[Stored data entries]
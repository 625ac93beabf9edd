use contentsnap_schema::{Catalogue, LibraryKey, SnapDescription, SnapKey, SnapManifest};
use serde::Serialize;
use thiserror::Error;
use tracing::debug;

#[derive(Debug, Error)]
pub enum ResolveError {
    #[error("snap '{snap}' references unknown library '{library}'")]
    UnknownLibrary { snap: SnapKey, library: LibraryKey },
    #[error("snap '{snap}' references library '{library}', which has no version")]
    UnversionedLibrary { snap: SnapKey, library: LibraryKey },
}

impl ResolveError {
    /// The catalogue key that failed to resolve.
    pub fn library(&self) -> &LibraryKey {
        match self {
            Self::UnknownLibrary { library, .. } | Self::UnversionedLibrary { library, .. } => {
                library
            }
        }
    }
}

/// One substitution performed by the resolver.
#[derive(Debug, Clone, Serialize, PartialEq, Eq)]
pub struct ResolvedSnap {
    pub snap: SnapKey,
    pub library: LibraryKey,
    pub version: String,
}

fn lookup(
    snap: &SnapKey,
    description: &SnapDescription,
    catalogue: &Catalogue,
) -> Result<ResolvedSnap, ResolveError> {
    let library = LibraryKey::new(description.version.as_str());
    let Some(entry) = catalogue.get(&library) else {
        return Err(ResolveError::UnknownLibrary {
            snap: snap.clone(),
            library,
        });
    };
    let Some(version) = entry.version() else {
        return Err(ResolveError::UnversionedLibrary {
            snap: snap.clone(),
            library,
        });
    };
    debug!("{snap}: {library} -> {version}");
    Ok(ResolvedSnap {
        snap: snap.clone(),
        library,
        version: version.to_owned(),
    })
}

/// Replace every snap's symbolic `version` with the catalogue's concrete
/// version.
///
/// Every lookup happens before the first write: on error the manifest is
/// left exactly as it was. Stops at the first missing key, in snap key order.
pub fn resolve_in_place(
    manifest: &mut SnapManifest,
    catalogue: &Catalogue,
) -> Result<Vec<ResolvedSnap>, ResolveError> {
    let resolved = manifest
        .content_snaps
        .iter()
        .map(|(snap, description)| lookup(snap, description, catalogue))
        .collect::<Result<Vec<_>, _>>()?;

    for (description, entry) in manifest.content_snaps.values_mut().zip(&resolved) {
        description.version.clone_from(&entry.version);
    }
    Ok(resolved)
}

/// Pure variant of [`resolve_in_place`]: the input manifest is not touched.
pub fn resolve(
    manifest: &SnapManifest,
    catalogue: &Catalogue,
) -> Result<SnapManifest, ResolveError> {
    let mut resolved = manifest.clone();
    resolve_in_place(&mut resolved, catalogue)?;
    Ok(resolved)
}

▶ Problem requirements
Every record should be printed again exactly as it reads.

▶ The answer
repository 625ac93beabf9edd
use contentsnap_schema::{Catalogue, LibraryKey, SnapDescription, SnapKey, SnapManifest};
use serde::Serialize;
use thiserror::Error;
use tracing::debug;

#[derive(Debug, Error)]
pub enum ResolveError {
    #[error("snap '{snap}' references unknown library '{library}'")]
    UnknownLibrary { snap: SnapKey, library: LibraryKey },
    #[error("snap '{snap}' references library '{library}', which has no version")]
    UnversionedLibrary { snap: SnapKey, library: LibraryKey },
}

impl ResolveError {
    /// The catalogue key that failed to resolve.
    pub fn library(&self) -> &LibraryKey {
        match self {
            Self::UnknownLibrary { library, .. } | Self::UnversionedLibrary { library, .. } => {
                library
            }
        }
    }
}

/// One substitution performed by the resolver.
#[derive(Debug, Clone, Serialize, PartialEq, Eq)]
pub struct ResolvedSnap {
    pub snap: SnapKey,
    pub library: LibraryKey,
    pub version: String,
}

fn lookup(
    snap: &SnapKey,
    description: &SnapDescription,
    catalogue: &Catalogue,
) -> Result<ResolvedSnap, ResolveError> {
    let library = LibraryKey::new(description.version.as_str());
    let Some(entry) = catalogue.get(&library) else {
        return Err(ResolveError::UnknownLibrary {
            snap: snap.clone(),
            library,
        });
    };
    let Some(version) = entry.version() else {
        return Err(ResolveError::UnversionedLibrary {
            snap: snap.clone(),
            library,
        });
    };
    debug!("{snap}: {library} -> {version}");
    Ok(ResolvedSnap {
        snap: snap.clone(),
        library,
        version: version.to_owned(),
    })
}

/// Replace every snap's symbolic `version` with the catalogue's concrete
/// version.
///
/// Every lookup happens before the first write: on error the manifest is
/// left exactly as it was. Stops at the first missing key, in snap key order.
pub fn resolve_in_place(
    manifest: &mut SnapManifest,
    catalogue: &Catalogue,
) -> Result<Vec<ResolvedSnap>, ResolveError> {
    let resolved = manifest
        .content_snaps
        .iter()
        .map(|(snap, description)| lookup(snap, description, catalogue))
        .collect::<Result<Vec<_>, _>>()?;

    for (description, entry) in manifest.content_snaps.values_mut().zip(&resolved) {
        description.version.clone_from(&entry.version);
    }
    Ok(resolved)
}

/// Pure variant of [`resolve_in_place`]: the input manifest is not touched.
pub fn resolve(
    manifest: &SnapManifest,
    catalogue: &Catalogue,
) -> Result<SnapManifest, ResolveError> {
    let mut resolved = manifest.clone();
    resolve_in_place(&mut resolved, catalogue)?;
    Ok(resolved)
}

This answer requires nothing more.